## Problem to work on
Transcribe the records below. Leave every word as it is.
::::::
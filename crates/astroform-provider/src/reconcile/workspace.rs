use super::non_empty;
use crate::model::WorkspaceModel;
use astroform_api::WorkspaceResponse;

pub fn reconcile_workspace(
    _prior: Option<&WorkspaceModel>,
    remote: &WorkspaceResponse,
) -> WorkspaceModel {
    WorkspaceModel {
        id: Some(remote.id.clone()),
        name: remote.name.clone(),
        description: remote.description.clone(),
        cicd_enforced_default: remote.cicd_enforced_default,
        organization_id: non_empty(&remote.organization_id),
    }
}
::::::
## Solution for this problem
filename crates/astroform-provider/src/reconcile/workspace.rs
use super::non_empty;
use crate::model::WorkspaceModel;
use astroform_api::WorkspaceResponse;

pub fn reconcile_workspace(
    _prior: Option<&WorkspaceModel>,
    remote: &WorkspaceResponse,
) -> WorkspaceModel {
    WorkspaceModel {
        id: Some(remote.id.clone()),
        name: remote.name.clone(),
        description: remote.description.clone(),
        cicd_enforced_default: remote.cicd_enforced_default,
        organization_id: non_empty(&remote.organization_id),
    }
}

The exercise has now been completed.